[Collected data entries]
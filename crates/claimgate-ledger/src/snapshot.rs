//! Scriptable in-memory ledger snapshot.
//!
//! Backs dry-run resolution in the CLI and deterministic tests: bounty
//! state is loaded from JSON keyed by issue id, and claims produce a
//! pseudo transaction hash derived from the submitted payload.

use std::collections::{BTreeMap, BTreeSet};

use alloy::primitives::{Address, Bytes, keccak256};
use serde::{Deserialize, Serialize};

use crate::bounty::BountyType;
use crate::contract::{ClaimOptions, LedgerContract, LedgerError, TxnReceipt};
use crate::encode::generate_claimant_id;

/// Recorded state of one bounty.
#[derive(Debug, Clone, Serialize, Deserialize)]
pub struct BountyState {
    pub bounty_type: BountyType,
    pub address: Address,
    #[serde(default = "default_true")]
    pub open: bool,
    #[serde(default = "default_true")]
    pub solvent: bool,
    /// Claimant ids (see [`generate_claimant_id`], hex with 0x prefix)
    /// that have already drawn from an ongoing bounty.
    #[serde(default, skip_serializing_if = "BTreeSet::is_empty")]
    pub claimed_assets: BTreeSet<String>,
    /// Zero-indexed tiers already paid out.
    #[serde(default, skip_serializing_if = "BTreeSet::is_empty")]
    pub claimed_tiers: BTreeSet<u64>,
}

fn default_true() -> bool {
    true
}

/// JSON-loadable ledger state, one entry per bountied issue.
#[derive(Debug, Clone, Default, Serialize, Deserialize)]
pub struct LedgerSnapshot {
    #[serde(default)]
    pub bounties: BTreeMap<String, BountyState>,
}

impl LedgerSnapshot {
    pub fn from_json(raw: &str) -> Result<Self, serde_json::Error> {
        serde_json::from_str(raw)
    }

    fn bounty(&self, issue_id: &str) -> Result<&BountyState, LedgerError> {
        self.bounties
            .get(issue_id)
            .ok_or_else(|| LedgerError::UnknownBounty {
                issue_id: issue_id.to_string(),
            })
    }
}

impl LedgerContract for LedgerSnapshot {
    fn bounty_type(&self, issue_id: &str) -> Result<BountyType, LedgerError> {
        Ok(self.bounty(issue_id)?.bounty_type)
    }

    fn bounty_is_open(&self, issue_id: &str) -> Result<bool, LedgerError> {
        Ok(self.bounty(issue_id)?.open)
    }

    fn bounty_address(&self, issue_id: &str) -> Result<Address, LedgerError> {
        Ok(self.bounty(issue_id)?.address)
    }

    fn solvent(&self, issue_id: &str) -> Result<bool, LedgerError> {
        Ok(self.bounty(issue_id)?.solvent)
    }

    fn ongoing_claimed(
        &self,
        issue_id: &str,
        claimant: &str,
        asset: &str,
    ) -> Result<bool, LedgerError> {
        let claimant_id = generate_claimant_id(claimant, asset);
        Ok(self
            .bounty(issue_id)?
            .claimed_assets
            .contains(&claimant_id.to_string()))
    }

    fn tier_claimed(&self, issue_id: &str, tier: u64) -> Result<bool, LedgerError> {
        Ok(self.bounty(issue_id)?.claimed_tiers.contains(&tier))
    }

    fn claim_bounty(
        &self,
        issue_id: &str,
        payout_address: Address,
        closer_data: &Bytes,
        options: ClaimOptions,
    ) -> Result<TxnReceipt, LedgerError> {
        // Dry run: no state mutates, the hash commits to the payload.
        self.bounty(issue_id)?;
        tracing::debug!(
            issue_id,
            %payout_address,
            gas_limit = options.gas_limit,
            "simulating claim submission"
        );
        let hash = keccak256(closer_data);
        Ok(TxnReceipt {
            hash: hash.to_string(),
        })
    }
}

Work task: Determine how many lines in the preceding records include the word "bounties". The answer is that number alone.

Response box: 2